For every line in the records that has the word "append", make a copy.

======== Supplied data

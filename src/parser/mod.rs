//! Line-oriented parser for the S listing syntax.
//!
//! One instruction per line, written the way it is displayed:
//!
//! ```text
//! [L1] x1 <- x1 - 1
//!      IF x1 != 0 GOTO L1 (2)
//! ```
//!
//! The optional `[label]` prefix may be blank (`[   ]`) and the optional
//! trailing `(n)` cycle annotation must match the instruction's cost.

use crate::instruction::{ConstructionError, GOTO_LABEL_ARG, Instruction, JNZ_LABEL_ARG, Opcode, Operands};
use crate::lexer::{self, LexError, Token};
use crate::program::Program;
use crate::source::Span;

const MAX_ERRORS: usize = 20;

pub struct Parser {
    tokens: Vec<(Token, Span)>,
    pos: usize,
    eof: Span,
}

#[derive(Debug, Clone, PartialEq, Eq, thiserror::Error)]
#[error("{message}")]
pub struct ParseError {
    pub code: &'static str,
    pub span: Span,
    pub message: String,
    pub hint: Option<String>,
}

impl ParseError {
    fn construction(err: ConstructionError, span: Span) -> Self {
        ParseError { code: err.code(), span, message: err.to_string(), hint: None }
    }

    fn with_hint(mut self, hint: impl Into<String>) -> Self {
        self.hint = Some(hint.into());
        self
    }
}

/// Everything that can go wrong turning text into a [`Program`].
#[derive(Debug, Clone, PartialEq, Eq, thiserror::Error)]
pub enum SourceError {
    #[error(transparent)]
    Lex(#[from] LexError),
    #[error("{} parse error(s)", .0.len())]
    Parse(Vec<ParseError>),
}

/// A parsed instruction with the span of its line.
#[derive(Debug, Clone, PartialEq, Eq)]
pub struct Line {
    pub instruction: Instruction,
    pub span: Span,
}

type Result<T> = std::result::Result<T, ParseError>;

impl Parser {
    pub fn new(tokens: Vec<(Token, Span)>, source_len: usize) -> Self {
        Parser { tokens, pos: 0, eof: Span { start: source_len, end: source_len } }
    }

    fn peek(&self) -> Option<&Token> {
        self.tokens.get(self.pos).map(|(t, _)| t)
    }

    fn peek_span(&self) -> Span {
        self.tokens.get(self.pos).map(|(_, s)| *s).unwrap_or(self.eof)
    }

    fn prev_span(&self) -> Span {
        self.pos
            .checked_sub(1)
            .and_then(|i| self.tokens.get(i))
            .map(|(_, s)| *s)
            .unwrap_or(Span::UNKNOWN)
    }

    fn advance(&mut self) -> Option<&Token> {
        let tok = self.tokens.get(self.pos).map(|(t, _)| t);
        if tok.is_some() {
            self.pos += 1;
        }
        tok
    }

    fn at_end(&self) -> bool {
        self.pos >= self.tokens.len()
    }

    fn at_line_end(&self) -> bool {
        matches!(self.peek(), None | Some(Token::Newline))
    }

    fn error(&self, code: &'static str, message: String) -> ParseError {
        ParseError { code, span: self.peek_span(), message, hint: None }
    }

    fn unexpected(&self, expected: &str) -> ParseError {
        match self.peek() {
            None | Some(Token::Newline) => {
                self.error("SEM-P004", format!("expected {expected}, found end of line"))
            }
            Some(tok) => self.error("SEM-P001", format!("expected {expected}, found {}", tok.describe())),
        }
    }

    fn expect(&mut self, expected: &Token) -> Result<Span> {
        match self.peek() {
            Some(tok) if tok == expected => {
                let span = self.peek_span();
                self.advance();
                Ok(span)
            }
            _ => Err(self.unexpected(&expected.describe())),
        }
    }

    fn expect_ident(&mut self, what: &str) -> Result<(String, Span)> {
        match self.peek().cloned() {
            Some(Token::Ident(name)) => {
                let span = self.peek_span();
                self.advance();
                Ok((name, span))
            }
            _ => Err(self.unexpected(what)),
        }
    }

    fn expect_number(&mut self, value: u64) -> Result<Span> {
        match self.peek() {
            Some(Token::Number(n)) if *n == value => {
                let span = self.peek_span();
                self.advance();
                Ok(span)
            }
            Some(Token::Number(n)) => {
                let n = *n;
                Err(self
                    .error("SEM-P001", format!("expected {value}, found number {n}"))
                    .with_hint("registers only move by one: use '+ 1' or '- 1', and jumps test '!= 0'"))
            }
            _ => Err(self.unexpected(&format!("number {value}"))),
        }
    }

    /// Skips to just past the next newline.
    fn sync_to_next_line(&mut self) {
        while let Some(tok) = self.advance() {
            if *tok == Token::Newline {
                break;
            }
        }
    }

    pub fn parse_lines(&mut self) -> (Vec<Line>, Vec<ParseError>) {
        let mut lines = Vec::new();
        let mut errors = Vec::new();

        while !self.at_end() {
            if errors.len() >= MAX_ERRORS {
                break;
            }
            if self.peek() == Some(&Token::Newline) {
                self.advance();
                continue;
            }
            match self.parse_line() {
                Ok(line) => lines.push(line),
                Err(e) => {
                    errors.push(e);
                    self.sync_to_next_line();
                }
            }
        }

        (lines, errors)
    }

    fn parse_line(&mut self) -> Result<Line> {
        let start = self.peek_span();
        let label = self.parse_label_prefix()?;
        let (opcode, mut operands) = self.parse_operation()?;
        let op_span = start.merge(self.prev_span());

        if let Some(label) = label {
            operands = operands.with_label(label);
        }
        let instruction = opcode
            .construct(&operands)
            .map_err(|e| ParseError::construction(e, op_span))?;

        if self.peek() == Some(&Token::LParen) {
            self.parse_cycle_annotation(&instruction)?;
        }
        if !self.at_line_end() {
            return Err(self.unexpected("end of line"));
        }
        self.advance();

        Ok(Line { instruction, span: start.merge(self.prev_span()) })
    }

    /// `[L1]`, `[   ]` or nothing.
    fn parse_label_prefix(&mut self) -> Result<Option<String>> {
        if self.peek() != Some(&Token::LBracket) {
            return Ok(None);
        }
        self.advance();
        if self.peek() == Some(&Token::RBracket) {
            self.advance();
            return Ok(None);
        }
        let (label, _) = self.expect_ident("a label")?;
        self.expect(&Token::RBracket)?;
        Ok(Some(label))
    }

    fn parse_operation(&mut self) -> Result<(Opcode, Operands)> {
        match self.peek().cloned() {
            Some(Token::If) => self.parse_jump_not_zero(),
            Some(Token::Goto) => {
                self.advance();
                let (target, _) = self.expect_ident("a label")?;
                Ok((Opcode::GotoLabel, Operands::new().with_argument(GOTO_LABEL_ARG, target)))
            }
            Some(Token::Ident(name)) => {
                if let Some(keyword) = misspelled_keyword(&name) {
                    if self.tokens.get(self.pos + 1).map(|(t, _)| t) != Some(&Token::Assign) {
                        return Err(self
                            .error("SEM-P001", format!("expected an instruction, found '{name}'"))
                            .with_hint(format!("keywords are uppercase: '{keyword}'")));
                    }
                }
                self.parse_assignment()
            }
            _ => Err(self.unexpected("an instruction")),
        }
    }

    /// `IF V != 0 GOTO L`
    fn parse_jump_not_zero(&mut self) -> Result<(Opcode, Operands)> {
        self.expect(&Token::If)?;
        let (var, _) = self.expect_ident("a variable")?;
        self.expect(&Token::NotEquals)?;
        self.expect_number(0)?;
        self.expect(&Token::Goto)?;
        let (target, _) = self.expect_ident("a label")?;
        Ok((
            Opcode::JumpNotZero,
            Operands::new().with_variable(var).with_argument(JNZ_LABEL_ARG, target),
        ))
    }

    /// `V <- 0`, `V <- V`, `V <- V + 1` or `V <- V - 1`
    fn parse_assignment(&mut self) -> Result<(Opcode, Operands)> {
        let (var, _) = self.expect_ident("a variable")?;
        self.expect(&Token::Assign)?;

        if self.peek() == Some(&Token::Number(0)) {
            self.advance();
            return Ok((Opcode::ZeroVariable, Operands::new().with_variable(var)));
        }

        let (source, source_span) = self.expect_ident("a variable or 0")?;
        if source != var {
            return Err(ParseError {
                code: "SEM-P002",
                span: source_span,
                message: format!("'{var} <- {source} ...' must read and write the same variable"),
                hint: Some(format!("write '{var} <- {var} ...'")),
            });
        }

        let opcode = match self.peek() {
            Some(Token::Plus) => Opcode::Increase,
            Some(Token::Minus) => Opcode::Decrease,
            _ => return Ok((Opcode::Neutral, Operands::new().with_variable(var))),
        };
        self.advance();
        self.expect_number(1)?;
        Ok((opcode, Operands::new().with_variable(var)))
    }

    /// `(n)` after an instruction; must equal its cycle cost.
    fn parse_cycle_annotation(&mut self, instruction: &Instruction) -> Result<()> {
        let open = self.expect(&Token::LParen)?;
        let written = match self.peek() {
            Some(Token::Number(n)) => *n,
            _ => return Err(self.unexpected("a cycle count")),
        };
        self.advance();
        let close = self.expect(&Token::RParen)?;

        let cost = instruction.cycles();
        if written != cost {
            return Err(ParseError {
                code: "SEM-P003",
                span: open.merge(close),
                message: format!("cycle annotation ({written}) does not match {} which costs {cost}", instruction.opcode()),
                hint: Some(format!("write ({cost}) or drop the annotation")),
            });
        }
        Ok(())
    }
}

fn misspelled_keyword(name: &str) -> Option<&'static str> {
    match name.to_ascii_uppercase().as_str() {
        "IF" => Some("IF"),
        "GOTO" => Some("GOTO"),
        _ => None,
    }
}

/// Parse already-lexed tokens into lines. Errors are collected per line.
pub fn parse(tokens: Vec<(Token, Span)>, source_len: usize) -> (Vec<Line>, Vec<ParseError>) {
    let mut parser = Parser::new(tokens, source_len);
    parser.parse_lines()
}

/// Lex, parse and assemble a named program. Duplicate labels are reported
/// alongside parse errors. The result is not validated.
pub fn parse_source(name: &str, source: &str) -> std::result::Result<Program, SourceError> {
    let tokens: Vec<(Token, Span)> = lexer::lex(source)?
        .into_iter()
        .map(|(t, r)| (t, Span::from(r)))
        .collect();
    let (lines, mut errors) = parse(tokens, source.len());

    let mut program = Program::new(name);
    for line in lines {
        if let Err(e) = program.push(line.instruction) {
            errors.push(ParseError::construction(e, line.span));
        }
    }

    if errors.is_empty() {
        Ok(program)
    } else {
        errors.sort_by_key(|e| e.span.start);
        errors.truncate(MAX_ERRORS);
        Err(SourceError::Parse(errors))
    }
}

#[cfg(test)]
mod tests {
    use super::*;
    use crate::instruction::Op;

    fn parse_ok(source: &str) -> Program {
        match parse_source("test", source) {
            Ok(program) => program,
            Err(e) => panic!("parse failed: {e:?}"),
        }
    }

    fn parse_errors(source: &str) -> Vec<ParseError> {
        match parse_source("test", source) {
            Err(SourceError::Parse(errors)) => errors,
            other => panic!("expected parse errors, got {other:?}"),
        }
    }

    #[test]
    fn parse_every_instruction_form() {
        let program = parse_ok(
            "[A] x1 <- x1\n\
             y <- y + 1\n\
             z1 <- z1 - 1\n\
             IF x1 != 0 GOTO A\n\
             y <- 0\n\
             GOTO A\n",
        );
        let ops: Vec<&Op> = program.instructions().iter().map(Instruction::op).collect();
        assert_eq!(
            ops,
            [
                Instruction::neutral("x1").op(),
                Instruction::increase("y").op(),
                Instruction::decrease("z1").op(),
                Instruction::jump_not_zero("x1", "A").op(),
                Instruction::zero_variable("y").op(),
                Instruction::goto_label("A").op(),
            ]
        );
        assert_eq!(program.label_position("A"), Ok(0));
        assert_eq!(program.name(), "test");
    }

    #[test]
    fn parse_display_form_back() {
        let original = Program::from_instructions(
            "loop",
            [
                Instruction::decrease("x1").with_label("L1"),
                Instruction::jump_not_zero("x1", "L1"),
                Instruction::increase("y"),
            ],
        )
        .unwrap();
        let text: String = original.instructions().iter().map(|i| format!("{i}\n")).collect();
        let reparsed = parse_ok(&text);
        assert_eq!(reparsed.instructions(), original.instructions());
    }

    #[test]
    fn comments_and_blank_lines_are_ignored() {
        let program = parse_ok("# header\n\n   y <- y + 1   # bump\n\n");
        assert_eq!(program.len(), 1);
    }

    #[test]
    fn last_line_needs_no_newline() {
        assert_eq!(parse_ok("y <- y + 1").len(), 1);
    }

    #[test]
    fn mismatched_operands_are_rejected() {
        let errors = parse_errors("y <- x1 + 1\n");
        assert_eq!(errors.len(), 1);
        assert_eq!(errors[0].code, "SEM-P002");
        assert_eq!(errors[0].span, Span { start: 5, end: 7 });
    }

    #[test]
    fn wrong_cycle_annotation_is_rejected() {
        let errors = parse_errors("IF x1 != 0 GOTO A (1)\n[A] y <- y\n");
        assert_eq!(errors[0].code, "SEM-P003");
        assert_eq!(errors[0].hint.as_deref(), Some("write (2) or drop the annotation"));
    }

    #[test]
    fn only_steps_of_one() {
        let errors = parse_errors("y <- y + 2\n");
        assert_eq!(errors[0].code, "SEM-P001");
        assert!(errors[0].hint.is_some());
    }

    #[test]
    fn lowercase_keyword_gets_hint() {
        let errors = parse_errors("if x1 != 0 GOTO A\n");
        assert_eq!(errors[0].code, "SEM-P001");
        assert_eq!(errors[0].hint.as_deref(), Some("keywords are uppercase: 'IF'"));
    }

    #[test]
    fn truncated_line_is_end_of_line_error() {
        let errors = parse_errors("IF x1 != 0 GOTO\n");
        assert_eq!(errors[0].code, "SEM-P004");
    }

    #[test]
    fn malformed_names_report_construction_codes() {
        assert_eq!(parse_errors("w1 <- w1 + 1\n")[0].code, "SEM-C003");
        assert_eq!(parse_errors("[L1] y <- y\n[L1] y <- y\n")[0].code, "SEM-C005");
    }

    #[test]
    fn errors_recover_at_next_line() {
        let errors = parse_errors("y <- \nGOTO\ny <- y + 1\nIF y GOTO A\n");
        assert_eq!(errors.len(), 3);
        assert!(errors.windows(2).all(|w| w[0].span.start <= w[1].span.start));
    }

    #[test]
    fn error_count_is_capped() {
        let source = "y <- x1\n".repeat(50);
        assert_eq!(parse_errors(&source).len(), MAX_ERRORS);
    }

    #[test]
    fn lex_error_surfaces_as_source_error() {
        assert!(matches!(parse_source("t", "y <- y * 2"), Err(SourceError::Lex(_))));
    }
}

================
======== Supplied data

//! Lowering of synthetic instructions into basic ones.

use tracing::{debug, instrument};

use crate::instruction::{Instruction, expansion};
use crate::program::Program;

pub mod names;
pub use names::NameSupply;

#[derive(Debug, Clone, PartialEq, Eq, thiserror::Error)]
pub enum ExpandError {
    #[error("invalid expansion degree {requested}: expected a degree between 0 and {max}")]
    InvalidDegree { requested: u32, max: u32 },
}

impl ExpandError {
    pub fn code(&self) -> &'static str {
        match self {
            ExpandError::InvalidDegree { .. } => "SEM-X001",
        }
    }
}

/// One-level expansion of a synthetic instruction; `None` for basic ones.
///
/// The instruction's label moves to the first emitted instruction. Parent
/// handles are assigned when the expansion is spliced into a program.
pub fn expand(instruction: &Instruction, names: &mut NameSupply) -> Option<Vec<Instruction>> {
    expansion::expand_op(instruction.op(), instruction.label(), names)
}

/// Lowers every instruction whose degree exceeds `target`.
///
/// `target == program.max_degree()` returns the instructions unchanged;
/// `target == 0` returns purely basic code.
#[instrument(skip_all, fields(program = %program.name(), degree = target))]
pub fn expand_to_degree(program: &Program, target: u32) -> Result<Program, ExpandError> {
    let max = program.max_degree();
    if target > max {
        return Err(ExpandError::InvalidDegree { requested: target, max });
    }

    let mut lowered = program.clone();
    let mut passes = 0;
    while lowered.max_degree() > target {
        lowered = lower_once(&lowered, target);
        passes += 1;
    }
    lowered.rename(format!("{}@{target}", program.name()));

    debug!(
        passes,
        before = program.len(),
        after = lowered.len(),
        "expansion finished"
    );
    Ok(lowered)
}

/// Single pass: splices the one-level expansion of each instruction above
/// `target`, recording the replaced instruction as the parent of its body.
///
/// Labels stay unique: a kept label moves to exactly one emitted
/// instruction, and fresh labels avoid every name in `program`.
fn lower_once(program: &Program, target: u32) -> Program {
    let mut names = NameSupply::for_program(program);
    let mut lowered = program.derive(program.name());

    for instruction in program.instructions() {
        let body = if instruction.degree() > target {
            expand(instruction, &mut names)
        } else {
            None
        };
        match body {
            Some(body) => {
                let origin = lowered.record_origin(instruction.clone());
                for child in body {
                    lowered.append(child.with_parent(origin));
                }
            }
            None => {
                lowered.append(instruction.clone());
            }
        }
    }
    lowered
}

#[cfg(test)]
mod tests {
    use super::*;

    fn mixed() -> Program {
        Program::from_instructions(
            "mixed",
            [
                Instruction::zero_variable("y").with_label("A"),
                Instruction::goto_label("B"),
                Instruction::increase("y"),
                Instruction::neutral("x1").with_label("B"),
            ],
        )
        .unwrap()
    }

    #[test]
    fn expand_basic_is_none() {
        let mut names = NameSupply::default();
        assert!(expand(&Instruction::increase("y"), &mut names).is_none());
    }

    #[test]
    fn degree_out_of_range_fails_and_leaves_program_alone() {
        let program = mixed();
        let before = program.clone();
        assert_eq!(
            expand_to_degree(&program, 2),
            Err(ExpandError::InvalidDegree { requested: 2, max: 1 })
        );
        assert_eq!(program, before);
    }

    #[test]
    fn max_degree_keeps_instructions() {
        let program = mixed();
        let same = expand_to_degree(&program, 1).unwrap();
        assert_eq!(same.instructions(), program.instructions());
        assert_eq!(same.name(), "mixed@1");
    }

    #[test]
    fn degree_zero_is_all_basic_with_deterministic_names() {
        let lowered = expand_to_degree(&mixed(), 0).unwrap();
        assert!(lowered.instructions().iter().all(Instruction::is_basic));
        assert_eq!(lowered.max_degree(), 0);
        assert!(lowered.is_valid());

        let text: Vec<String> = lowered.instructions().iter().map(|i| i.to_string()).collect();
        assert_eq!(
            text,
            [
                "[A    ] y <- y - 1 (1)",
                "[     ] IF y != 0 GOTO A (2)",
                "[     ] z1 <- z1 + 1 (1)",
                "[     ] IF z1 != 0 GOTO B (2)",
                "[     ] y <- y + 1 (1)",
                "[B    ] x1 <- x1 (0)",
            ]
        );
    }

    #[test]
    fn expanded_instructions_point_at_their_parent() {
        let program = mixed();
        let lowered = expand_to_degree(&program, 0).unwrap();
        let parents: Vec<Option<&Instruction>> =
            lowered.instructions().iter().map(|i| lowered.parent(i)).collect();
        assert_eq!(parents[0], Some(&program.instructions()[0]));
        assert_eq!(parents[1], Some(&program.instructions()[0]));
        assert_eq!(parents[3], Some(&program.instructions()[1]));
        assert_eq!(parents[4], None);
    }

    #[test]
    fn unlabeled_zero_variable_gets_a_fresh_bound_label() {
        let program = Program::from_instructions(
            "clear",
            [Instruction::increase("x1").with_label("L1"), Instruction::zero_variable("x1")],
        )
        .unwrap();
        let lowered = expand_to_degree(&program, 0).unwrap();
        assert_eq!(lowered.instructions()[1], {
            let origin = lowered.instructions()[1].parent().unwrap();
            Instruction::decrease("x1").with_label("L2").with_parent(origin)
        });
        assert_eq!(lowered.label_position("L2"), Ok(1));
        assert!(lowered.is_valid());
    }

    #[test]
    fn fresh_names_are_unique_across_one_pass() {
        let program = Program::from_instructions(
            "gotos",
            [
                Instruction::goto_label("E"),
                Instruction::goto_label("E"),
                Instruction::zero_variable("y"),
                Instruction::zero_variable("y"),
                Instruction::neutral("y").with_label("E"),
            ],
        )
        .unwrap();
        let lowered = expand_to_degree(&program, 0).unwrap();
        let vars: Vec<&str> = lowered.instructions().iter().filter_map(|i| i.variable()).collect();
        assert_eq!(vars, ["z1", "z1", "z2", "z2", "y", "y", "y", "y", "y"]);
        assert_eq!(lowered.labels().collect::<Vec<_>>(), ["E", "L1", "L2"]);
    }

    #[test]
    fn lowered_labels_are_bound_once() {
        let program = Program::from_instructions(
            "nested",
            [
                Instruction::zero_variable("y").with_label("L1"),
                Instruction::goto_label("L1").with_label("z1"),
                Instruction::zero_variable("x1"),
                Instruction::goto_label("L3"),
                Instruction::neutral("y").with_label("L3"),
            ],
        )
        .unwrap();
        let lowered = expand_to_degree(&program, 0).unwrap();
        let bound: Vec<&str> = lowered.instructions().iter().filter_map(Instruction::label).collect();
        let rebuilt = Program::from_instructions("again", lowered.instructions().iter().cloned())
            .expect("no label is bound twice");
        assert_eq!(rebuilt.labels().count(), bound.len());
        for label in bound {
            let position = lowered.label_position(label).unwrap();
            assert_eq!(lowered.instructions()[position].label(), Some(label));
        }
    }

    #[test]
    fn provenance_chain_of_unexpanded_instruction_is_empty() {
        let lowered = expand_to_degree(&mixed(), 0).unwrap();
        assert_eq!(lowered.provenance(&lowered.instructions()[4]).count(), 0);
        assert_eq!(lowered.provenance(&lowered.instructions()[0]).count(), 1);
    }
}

================

Task response:
                    lowered.append(child.with_parent(origin));
                lowered.append(instruction.clone());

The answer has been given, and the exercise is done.